The story is narrated by Daisy Darker, the youngest daughter of a famous poet and a neglectful mother. Returning to Seaglass after years away, Daisy reunites with her sisters—Rose and Trixie—her cold grandmother (Nana), her stepfather, and her niece. As the tide cuts them off, family secrets surface. Each hour, a clock chimes and a body is found, mirroring a nursery rhyme Nana wrote. The twist: Daisy has been dead the entire time—she drowned as a child. The “narrator” is a ghost reconstructing events, explaining her invisibility and the others’ inability to hear her.
The novel opens with a premise that feels like a modern twist on an Agatha Christie classic. The Darker family has gathered at Seaglass, a crumbling house perched on a cliff edge, to celebrate the eightieth birthday of the family matriarch, Nana. The atmosphere is thick with tension. The family is estranged, brought together only by obligation and the looming shadow of the past.

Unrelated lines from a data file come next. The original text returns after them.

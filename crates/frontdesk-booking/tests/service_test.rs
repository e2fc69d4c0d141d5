use std::sync::Arc;
use std::time::Duration;

use frontdesk_booking::{BookingError, BookingRequest, BookingService, Urgency};
use frontdesk_db::{create_pool, run_migrations, DbPool, DbRuntimeSettings};
use frontdesk_notify::LogSink;

/// Creates a file-backed pool so every pooled connection sees the same
/// database, which concurrent-booking tests depend on.
fn test_pool(dir: &tempfile::TempDir, max_size: u32) -> DbPool {
    let db_path = dir.path().join("frontdesk.db");
    let pool = create_pool(
        db_path.to_str().expect("path should be valid UTF-8"),
        DbRuntimeSettings {
            busy_timeout_ms: 5_000,
            pool_max_size: max_size,
        },
    )
    .expect("failed to create pool");
    {
        let conn = pool.get().expect("failed to get connection");
        run_migrations(&conn).expect("failed to run migrations");
    }
    pool
}

fn service(pool: DbPool) -> BookingService {
    BookingService::new(pool, Arc::new(LogSink))
}

fn request(name: &str, phone: &str, date: &str, time: &str) -> BookingRequest {
    BookingRequest {
        patient_name: name.to_string(),
        phone: phone.to_string(),
        date: date.to_string(),
        time: time.to_string(),
        reason: "checkup".to_string(),
        urgency: Urgency::Normal,
    }
}

#[tokio::test]
async fn book_cancel_round_trip() {
    let dir = tempfile::tempdir().expect("should create temp dir");
    let svc = service(test_pool(&dir, 4));

    svc.book(request("Asha", "+911234567890", "2025-06-10", "09:00"))
        .await
        .expect("booking should succeed");

    assert!(
        !svc.check_availability("2025-06-10", "09:00")
            .await
            .expect("availability check should succeed"),
        "booked slot must read as occupied"
    );

    svc.cancel("Asha", "+911234567890", "2025-06-10", "patient request")
        .await
        .expect("cancel should succeed");

    assert!(
        svc.check_availability("2025-06-10", "09:00")
            .await
            .expect("availability check should succeed"),
        "cancelled slot must read as free"
    );
}

#[tokio::test]
async fn concurrent_bookings_have_exactly_one_winner() {
    let dir = tempfile::tempdir().expect("should create temp dir");
    let svc = service(test_pool(&dir, 8));

    let mut handles = Vec::new();
    for i in 0..8 {
        let svc = svc.clone();
        handles.push(tokio::spawn(async move {
            svc.book(request(
                &format!("Caller {i}"),
                &format!("+91000000000{i}"),
                "2025-06-10",
                "09:00",
            ))
            .await
        }));
    }

    let mut booked = 0;
    let mut conflicts = 0;
    for handle in handles {
        match handle.await.expect("task should not panic") {
            Ok(_) => booked += 1,
            Err(BookingError::SlotConflict) => conflicts += 1,
            Err(e) => panic!("unexpected error: {e}"),
        }
    }

    assert_eq!(booked, 1, "exactly one booking must win the slot");
    assert_eq!(conflicts, 7, "every loser must observe a conflict");
}

#[tokio::test]
async fn validation_rejects_before_store_access() {
    let dir = tempfile::tempdir().expect("should create temp dir");
    let pool = test_pool(&dir, 2);
    let svc = service(pool.clone());

    for req in [
        request("", "+911234567890", "2025-06-10", "09:00"),
        request("Asha", "", "2025-06-10", "09:00"),
        request("Asha", "+911234567890", "10-06-2025", "09:00"),
        request("Asha", "+911234567890", "2025-06-10", "9am"),
    ] {
        let err = svc.book(req).await.expect_err("should be rejected");
        assert!(matches!(err, BookingError::Validation(_)));
    }

    // Nothing may have reached the store.
    let conn = pool.get().expect("failed to get connection");
    let count: i64 = conn
        .query_row("SELECT COUNT(*) FROM appointments", [], |row| row.get(0))
        .expect("count query should succeed");
    assert_eq!(count, 0);
}

#[tokio::test]
async fn reschedule_and_booking_contend_for_one_slot() {
    let dir = tempfile::tempdir().expect("should create temp dir");
    let svc = service(test_pool(&dir, 4));

    svc.book(request("Asha", "+911234567890", "2025-06-10", "09:00"))
        .await
        .expect("initial booking should succeed");

    // The reschedule claims the target slot; a later booking must lose it.
    svc.reschedule("Asha", "+911234567890", "2025-06-10", "2025-06-12", "14:00")
        .await
        .expect("reschedule should succeed");

    let err = svc
        .book(request("Ravi", "+919999999999", "2025-06-12", "14:00"))
        .await
        .expect_err("slot is already claimed by the reschedule");
    assert!(matches!(err, BookingError::SlotConflict));

    // And the mirror image: when a booking wins the slot first, the
    // reschedule observes the conflict.
    svc.book(request("Meera", "+911111111111", "2025-07-01", "10:00"))
        .await
        .expect("booking should succeed");
    svc.book(request("Dev", "+912222222222", "2025-07-02", "11:00"))
        .await
        .expect("booking should succeed");

    let err = svc
        .reschedule("Meera", "+911111111111", "2025-07-01", "2025-07-02", "11:00")
        .await
        .expect_err("target slot is already booked");
    assert!(matches!(err, BookingError::SlotConflict));
}

#[tokio::test]
async fn exhausted_pool_surfaces_as_timeout() {
    let dir = tempfile::tempdir().expect("should create temp dir");
    let pool = test_pool(&dir, 1);
    let svc = service(pool.clone()).with_op_timeout(Duration::from_millis(100));

    // Hold the pool's only connection so the store call cannot acquire one
    // before the operation deadline expires.
    let _held = pool.get().expect("failed to get connection");

    let err = svc
        .check_availability("2025-06-10", "09:00")
        .await
        .expect_err("operation should time out");
    assert!(matches!(err, BookingError::Timeout));
    assert!(err.is_store_error());
}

The narrative centers on , a 29-year-old woman born with a "broken heart" (a defect that left her socially isolated), as she returns to her family's ancestral home, Seaglass , for her grandmother Nana's 80th birthday. Daisy Darker - Alice Feeney
When you finish the last page, you will never look at a mirror—or a tide pool—the same way again. Pick it up, lock your doors, and turn off the lights. Just make sure the tide is out before you start reading, because once you enter Seaglass, you won’t leave until dawn.
The brilliance of the novel lies in the fact that every single character has a motive for murder. By the time the third body drops, you won't trust anyone—including Daisy herself.
...then Daisy Darker is essential reading. Have you read Daisy Darker
Here’s a structured on Daisy Darker by Alice Feeney, suitable for a literary analysis or book report.
The house is only accessible during low tide. Once the tide comes in, the family is stranded for eight hours with no way to call for help.
As the family settles in, the weather turns. A "storm of the century" hits the Cornwall coast, the power cuts out, and the island is cut off from the mainland by an impossibly high tide. The family is trapped. Then the murders begin. The story is narrated by Daisy Darker, the
Feeney expertly sets the scene with a sense of creeping dread. The house itself feels like a character—decaying, isolated, and filled with memories that are better left buried. The isolation is palpable, creating a pressure-cooker environment where old resentments are bound to boil over.
The clock-poem structure (e.g., “Eight o’clock and all is well… until the final stroke of hell”) literalizes the idea that past wrongs chime into the present. Daisy’s ghost is a walking memory; Seaglass is a house built on low tide secrets.